In a separate interview with USA Today, Nolan described the entire situation as a slap in the face to creatives. “The great filmmakers, and movie stars, in these movies, none of them were consulted,” Nolan said. “The studio, in its arrogance, let them read about it in the trades.”
Nolan’s dissatisfaction with the pivot to streaming isn’t a surprise. Despite COVID-19’s shutdown of movie theatres throughout the US, he stubbornly ensured that his latest blockbuster, Tenet, saw a theatrical release. Obviously, the box office return wasn’t good (it grossed just $53.8 million domestically compared to the $188 million that Interstellar raked in in 2014), and Nolan expressed his worry that studios would react to those figures by “rebuilding our business” instead of looking at where post-COVID films like Tenet did succeed.
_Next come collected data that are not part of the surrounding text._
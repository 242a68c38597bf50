//! Standard Redfish client reached over the management network.

use crate::{
    BmcResult, ProtocolName,
    bmc::{BmcController, BmcOptions, ComputerSystem, PowerState, system_path},
    core::{domain::error::ClientBuildError, infrastructure::redfish_client::RedfishHttpClient},
};
use async_trait::async_trait;
use serde_json::json;
use tracing::debug;

#[derive(Debug)]
pub struct RedfishBmc {
    options: BmcOptions,
    client: RedfishHttpClient,
}

impl RedfishBmc {
    /// Binds a client to the given options. No request is sent.
    ///
    /// # Errors
    /// Returns `ClientBuildError` if the HTTP transport cannot be set up.
    pub fn new(options: BmcOptions) -> Result<Self, ClientBuildError> {
        let client = RedfishHttpClient::new(
            options.endpoint.clone(),
            options.credentials.clone(),
            options.rate_limit,
            options.request_timeout,
            options.accept_invalid_certs,
        )?;
        Ok(Self { options, client })
    }

    async fn reset(&self, system_id: &str, reset_type: &str) -> BmcResult<()> {
        let path = format!("{}/Actions/ComputerSystem.Reset", system_path(system_id));
        debug!(
            "Resetting system {} on {} with {}",
            system_id, self.options.endpoint, reset_type
        );
        self.client
            .post(&path, &json!({ "ResetType": reset_type }))
            .await
    }
}

#[async_trait]
impl BmcController for RedfishBmc {
    fn protocol(&self) -> ProtocolName {
        ProtocolName::Redfish
    }

    fn options(&self) -> &BmcOptions {
        &self.options
    }

    async fn power_state(&self, system_id: &str) -> BmcResult<PowerState> {
        let system: ComputerSystem = self.client.get(&system_path(system_id)).await?;
        Ok(system.power_state)
    }

    async fn power_on(&self, system_id: &str) -> BmcResult<()> {
        self.reset(system_id, "On").await
    }

    async fn power_off(&self, system_id: &str) -> BmcResult<()> {
        self.reset(system_id, "ForceOff").await
    }
}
Now that Warner Bros. has dove headfirst into what appears to be Nolan’s worst nightmare, and other studios like Disney may soon follow suit, Nolan thinks that it will be a survival of the fittest between now and when movie theaters reopen in the US the way they have internationally.
“When things go back to a relative normal – when people are going back to movie theaters as they have in many parts of the world already – it will be up to exhibitioners as to what they want to do, and they will figure that out in conjunction with the studios,” Nolan told USA Today. “The question isn’t whether (theatrical) exhibition will survive. The question is, which studio will survive?”
Nolan isn’t alone in his feelings. After having been kept in the dark, Dune director Denis Villenueve is said to be “disappointed” by Warner’s plan. Meanwhile, representatives for actors like Margot Robbie, Will Smith, and Keanu Reeves made their dissatisfaction known to the New York Times, and have gone as far to explore possible legal remedies to ensure their clients are properly compensated. Legendary, which co-financed Godzilla vs. Kong and Dune, is also threatening legal action, according to THR.